* _MATERIAL SHOWN_:
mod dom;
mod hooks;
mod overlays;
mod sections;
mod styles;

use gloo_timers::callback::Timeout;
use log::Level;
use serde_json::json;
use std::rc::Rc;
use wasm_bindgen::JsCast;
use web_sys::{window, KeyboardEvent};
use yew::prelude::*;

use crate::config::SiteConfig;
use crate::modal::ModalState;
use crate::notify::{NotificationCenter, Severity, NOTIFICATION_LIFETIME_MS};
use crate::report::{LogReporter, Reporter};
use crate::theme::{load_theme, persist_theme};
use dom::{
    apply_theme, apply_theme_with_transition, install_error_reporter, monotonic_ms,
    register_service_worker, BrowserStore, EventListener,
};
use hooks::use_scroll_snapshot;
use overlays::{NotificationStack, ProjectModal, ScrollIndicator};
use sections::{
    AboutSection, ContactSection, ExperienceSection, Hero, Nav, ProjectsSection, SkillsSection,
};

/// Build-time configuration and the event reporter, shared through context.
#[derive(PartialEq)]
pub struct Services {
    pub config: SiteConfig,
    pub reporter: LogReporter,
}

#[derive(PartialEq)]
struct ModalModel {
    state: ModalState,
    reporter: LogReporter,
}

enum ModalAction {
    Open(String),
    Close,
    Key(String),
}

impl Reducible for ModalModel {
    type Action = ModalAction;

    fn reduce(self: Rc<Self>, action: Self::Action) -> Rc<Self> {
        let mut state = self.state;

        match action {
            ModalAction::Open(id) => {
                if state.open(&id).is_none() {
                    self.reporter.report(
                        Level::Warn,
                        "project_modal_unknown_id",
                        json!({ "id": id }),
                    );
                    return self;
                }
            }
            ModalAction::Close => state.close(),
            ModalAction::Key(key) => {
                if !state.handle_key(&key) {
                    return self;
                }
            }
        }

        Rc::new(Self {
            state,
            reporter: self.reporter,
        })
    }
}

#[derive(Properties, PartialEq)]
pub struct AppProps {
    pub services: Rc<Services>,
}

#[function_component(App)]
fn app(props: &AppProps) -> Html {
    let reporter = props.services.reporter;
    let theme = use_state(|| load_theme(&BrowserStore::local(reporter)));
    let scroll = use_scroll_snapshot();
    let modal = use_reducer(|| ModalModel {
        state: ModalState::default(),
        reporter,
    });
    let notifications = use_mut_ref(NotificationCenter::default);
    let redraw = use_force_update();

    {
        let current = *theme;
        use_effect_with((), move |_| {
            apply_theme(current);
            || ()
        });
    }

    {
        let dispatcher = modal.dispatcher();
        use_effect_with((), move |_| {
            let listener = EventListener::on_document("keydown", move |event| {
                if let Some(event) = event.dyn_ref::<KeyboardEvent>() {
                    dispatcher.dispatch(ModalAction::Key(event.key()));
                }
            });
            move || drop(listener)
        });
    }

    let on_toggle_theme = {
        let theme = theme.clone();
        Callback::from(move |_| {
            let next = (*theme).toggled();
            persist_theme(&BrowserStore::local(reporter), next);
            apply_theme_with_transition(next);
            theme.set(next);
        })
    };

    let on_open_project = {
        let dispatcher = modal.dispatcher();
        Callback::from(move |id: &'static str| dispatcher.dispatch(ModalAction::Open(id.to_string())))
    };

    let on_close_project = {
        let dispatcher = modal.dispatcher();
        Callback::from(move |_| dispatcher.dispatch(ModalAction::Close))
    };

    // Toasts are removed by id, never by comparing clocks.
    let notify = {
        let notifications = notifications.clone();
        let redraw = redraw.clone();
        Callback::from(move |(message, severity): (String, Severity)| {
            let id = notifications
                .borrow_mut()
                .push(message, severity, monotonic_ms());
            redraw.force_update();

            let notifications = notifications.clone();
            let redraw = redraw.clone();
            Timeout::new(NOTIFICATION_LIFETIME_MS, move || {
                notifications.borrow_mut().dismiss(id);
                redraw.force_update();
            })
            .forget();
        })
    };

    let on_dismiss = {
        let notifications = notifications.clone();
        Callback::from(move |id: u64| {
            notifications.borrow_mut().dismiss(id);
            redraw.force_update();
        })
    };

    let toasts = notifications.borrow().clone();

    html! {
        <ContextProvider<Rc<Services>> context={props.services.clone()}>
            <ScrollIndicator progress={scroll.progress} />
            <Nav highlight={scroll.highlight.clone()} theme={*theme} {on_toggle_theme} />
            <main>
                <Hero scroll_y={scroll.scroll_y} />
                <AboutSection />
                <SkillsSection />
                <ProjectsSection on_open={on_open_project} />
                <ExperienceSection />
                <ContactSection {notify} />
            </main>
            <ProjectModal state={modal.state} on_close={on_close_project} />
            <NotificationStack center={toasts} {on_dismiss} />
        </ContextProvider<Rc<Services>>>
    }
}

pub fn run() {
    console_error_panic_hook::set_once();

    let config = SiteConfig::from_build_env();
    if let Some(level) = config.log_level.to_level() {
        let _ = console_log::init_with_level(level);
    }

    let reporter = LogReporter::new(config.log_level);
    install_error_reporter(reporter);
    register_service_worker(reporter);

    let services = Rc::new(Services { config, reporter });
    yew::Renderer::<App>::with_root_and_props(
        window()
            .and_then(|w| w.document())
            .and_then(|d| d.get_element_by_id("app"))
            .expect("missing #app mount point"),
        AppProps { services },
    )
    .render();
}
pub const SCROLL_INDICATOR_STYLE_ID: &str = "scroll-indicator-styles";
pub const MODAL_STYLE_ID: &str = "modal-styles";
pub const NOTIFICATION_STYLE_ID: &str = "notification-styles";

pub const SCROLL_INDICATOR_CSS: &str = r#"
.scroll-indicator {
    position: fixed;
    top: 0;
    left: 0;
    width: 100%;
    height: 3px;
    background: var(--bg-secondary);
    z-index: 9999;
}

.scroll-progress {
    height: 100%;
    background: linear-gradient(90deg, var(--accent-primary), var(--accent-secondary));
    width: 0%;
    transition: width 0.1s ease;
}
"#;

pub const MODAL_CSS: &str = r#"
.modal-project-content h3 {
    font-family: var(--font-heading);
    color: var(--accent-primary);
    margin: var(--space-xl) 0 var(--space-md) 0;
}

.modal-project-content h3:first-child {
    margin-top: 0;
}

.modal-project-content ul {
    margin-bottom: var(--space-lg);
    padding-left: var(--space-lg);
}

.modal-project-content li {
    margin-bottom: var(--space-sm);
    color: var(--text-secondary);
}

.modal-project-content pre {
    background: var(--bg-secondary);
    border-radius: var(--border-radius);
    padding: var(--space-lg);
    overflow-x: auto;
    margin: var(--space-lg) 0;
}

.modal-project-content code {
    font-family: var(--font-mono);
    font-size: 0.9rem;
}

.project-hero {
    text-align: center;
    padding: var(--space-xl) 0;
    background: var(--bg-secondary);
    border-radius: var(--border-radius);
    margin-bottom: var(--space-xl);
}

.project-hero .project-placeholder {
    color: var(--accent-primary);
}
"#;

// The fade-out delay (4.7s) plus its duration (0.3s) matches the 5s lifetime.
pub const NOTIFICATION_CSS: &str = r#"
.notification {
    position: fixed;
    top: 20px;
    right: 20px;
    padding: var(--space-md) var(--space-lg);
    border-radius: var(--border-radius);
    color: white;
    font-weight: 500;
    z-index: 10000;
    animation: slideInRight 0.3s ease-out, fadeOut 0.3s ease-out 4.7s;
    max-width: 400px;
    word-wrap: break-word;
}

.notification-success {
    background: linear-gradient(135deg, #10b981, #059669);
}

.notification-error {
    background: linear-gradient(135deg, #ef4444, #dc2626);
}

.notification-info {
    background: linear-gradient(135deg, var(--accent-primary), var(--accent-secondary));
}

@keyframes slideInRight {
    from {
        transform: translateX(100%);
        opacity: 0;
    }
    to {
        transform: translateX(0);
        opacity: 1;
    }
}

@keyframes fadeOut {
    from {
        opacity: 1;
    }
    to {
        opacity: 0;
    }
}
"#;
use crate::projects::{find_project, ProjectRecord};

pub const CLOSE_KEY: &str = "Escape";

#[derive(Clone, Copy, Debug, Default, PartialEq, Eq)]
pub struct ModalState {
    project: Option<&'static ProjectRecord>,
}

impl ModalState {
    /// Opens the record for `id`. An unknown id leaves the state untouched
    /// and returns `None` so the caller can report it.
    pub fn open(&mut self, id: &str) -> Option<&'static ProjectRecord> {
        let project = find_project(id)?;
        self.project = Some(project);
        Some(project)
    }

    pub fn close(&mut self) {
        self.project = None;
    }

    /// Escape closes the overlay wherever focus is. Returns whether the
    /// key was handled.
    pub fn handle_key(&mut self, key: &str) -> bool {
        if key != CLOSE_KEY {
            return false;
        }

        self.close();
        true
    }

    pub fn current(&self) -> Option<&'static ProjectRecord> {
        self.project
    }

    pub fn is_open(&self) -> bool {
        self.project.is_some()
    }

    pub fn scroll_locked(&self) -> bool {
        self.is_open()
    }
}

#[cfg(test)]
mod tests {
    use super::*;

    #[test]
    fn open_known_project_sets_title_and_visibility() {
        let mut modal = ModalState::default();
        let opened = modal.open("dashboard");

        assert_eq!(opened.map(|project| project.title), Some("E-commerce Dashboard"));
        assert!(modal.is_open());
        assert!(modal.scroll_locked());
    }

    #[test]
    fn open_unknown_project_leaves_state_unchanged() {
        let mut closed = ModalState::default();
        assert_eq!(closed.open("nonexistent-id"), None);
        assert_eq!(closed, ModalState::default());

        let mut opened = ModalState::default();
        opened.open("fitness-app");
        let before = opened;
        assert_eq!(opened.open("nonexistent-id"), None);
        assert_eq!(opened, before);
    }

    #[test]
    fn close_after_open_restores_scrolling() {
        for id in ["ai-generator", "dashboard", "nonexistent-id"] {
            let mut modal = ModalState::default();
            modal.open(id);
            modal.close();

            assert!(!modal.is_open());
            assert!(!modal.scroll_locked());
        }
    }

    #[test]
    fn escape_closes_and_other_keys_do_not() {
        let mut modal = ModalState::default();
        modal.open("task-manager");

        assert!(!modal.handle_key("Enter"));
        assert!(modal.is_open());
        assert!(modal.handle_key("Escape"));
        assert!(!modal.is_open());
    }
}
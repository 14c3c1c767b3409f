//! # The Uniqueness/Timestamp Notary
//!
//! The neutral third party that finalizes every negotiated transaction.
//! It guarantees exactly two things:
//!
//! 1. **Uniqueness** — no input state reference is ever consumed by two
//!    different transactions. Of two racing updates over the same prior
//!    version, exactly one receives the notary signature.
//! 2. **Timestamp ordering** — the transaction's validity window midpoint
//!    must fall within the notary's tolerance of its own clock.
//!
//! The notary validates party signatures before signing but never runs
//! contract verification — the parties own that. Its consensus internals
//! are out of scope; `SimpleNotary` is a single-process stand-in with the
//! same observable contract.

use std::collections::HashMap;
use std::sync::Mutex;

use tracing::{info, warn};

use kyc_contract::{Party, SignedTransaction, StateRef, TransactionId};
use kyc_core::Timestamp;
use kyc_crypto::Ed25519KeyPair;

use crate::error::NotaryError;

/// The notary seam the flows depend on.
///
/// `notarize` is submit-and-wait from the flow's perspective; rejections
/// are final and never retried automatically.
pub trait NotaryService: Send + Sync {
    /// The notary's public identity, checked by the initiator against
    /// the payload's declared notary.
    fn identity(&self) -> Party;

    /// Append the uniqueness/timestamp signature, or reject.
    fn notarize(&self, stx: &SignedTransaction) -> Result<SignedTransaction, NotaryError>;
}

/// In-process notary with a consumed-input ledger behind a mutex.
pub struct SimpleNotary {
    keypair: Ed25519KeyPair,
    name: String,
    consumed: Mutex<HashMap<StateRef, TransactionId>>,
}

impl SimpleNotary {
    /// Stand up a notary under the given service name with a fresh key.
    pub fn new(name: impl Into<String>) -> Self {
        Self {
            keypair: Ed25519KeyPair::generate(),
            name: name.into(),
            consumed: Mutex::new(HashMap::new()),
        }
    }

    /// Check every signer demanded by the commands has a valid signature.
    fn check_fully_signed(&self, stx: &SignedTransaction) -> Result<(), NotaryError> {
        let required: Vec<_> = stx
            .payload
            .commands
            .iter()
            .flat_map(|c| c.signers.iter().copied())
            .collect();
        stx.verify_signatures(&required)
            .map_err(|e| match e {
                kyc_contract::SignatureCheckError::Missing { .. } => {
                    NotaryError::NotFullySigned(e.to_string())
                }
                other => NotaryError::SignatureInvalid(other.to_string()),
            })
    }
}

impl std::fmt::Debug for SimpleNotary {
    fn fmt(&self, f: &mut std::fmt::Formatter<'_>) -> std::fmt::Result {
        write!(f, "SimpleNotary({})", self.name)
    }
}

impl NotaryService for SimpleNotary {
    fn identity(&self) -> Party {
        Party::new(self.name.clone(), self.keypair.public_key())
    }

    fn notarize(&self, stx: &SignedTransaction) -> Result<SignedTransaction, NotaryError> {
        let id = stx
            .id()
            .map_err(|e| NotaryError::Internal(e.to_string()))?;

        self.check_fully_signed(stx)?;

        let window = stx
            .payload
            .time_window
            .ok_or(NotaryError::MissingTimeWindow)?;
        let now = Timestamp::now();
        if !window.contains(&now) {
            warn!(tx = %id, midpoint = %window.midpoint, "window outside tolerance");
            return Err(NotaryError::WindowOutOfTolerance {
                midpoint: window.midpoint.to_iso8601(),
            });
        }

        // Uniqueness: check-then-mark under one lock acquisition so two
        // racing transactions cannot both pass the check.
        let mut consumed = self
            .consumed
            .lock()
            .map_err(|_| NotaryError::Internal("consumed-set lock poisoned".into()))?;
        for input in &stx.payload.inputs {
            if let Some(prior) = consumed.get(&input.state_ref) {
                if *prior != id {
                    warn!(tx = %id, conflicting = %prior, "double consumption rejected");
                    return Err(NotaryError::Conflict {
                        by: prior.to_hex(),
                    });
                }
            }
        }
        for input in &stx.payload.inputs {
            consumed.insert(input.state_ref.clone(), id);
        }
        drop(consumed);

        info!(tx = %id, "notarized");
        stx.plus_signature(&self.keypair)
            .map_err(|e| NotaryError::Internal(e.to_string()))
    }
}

* _WHAT TO PRODUCE_: Among the lines of the material above, find those with the word "never". Copy each one.

* _FINISHED EXERCISE_:
    // Toasts are removed by id, never by comparing clocks.
//! The notary validates party signatures before signing but never runs
/// are final and never retried automatically.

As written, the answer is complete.